■ **WHAT TO WORK ON**
Do any lines in the data below contain "targets"? If so, copy every one of them.

■ **DATA SECTION**
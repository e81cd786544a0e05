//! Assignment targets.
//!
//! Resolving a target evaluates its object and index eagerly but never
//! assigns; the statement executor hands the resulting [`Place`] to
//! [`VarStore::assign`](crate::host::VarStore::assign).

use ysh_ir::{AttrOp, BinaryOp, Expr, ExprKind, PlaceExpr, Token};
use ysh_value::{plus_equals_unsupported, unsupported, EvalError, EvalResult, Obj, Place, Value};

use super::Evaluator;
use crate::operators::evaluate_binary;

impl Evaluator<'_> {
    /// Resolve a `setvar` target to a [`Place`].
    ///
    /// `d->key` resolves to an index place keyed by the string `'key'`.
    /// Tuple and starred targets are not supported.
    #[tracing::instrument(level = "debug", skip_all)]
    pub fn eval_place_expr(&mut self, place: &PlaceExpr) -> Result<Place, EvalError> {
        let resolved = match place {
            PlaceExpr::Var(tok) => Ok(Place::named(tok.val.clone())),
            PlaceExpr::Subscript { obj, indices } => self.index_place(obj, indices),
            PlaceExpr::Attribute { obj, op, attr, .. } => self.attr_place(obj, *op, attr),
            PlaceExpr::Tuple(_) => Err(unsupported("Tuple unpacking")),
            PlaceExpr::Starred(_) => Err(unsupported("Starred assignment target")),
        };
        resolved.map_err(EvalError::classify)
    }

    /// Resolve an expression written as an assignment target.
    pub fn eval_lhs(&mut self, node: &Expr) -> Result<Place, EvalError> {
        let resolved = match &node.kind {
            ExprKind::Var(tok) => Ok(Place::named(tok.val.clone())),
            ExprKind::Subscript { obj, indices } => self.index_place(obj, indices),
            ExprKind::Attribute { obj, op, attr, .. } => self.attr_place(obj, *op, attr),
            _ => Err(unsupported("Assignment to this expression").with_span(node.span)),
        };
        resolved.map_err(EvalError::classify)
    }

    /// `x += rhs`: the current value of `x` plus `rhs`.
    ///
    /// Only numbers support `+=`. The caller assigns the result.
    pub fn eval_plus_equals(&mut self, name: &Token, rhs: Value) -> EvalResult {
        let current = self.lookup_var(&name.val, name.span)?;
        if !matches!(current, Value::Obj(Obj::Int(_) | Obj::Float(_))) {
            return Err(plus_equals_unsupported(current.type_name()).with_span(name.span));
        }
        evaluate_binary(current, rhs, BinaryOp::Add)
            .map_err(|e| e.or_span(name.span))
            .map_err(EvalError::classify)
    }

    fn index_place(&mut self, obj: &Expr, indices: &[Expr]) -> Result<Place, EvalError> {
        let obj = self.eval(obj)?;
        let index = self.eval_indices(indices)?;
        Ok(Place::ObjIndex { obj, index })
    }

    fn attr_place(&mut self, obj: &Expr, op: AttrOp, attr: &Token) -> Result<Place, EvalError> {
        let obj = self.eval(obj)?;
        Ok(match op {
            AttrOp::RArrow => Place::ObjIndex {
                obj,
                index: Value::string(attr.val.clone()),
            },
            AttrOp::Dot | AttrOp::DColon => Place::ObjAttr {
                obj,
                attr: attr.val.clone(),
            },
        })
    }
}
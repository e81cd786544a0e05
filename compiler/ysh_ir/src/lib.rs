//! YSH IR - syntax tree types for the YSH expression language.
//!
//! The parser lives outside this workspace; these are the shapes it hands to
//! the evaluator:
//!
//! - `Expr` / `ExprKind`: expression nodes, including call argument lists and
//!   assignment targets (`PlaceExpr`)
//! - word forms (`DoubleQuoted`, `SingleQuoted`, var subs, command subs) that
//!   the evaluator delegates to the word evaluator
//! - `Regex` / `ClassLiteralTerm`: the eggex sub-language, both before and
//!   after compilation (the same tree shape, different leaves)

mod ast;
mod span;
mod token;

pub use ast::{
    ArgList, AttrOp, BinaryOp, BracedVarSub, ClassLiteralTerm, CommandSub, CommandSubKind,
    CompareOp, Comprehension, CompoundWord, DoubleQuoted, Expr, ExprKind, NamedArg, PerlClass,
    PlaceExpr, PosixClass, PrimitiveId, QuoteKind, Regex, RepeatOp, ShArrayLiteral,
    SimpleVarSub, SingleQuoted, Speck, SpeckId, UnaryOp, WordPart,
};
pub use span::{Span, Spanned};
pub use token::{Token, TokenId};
* * *
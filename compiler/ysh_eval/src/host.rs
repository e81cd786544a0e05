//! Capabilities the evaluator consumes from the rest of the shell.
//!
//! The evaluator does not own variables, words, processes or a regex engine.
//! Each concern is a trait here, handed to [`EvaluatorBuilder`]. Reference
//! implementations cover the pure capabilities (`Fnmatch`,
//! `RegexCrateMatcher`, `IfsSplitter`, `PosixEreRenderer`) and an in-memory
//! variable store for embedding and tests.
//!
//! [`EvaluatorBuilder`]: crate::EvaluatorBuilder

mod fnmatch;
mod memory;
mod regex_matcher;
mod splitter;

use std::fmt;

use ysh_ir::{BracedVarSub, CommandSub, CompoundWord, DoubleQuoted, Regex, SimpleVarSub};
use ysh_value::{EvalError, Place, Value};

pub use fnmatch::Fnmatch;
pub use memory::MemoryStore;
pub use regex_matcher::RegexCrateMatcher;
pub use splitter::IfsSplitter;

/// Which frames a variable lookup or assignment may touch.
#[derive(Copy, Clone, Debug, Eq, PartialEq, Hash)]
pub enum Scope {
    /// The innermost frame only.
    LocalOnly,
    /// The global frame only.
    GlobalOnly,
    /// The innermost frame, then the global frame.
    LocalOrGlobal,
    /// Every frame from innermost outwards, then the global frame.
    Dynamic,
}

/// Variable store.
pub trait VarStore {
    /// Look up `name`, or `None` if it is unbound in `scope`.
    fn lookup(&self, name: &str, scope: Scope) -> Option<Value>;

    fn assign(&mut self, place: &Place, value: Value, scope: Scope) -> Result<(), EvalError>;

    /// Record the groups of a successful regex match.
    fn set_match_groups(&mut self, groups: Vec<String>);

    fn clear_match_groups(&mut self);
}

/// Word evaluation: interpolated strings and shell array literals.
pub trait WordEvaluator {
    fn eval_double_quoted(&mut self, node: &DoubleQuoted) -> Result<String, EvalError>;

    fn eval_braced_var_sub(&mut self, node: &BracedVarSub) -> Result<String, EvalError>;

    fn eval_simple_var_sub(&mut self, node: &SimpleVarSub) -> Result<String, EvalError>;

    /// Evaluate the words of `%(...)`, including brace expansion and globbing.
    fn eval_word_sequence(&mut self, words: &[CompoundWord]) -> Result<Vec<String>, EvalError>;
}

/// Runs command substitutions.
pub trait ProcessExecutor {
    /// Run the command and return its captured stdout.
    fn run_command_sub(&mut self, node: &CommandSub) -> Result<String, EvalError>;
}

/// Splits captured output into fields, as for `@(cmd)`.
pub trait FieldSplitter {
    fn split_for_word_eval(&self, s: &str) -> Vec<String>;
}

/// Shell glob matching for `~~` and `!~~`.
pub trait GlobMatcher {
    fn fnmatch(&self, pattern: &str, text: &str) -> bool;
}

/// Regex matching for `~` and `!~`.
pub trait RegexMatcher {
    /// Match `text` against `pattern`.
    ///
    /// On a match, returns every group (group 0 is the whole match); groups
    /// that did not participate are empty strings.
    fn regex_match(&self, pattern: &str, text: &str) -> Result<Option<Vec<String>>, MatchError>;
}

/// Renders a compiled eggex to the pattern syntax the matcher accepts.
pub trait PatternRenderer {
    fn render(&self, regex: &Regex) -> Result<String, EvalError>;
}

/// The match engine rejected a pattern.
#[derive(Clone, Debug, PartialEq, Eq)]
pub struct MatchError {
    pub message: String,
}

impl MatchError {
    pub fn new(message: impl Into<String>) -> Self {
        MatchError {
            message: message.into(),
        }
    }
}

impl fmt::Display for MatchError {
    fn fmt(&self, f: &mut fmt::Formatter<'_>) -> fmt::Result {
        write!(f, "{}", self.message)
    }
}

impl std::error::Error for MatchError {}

■ **FINISHED TASK**
//! Assignment targets.
    /// Tuple and starred targets are not supported.
//!   assignment targets (`PlaceExpr`)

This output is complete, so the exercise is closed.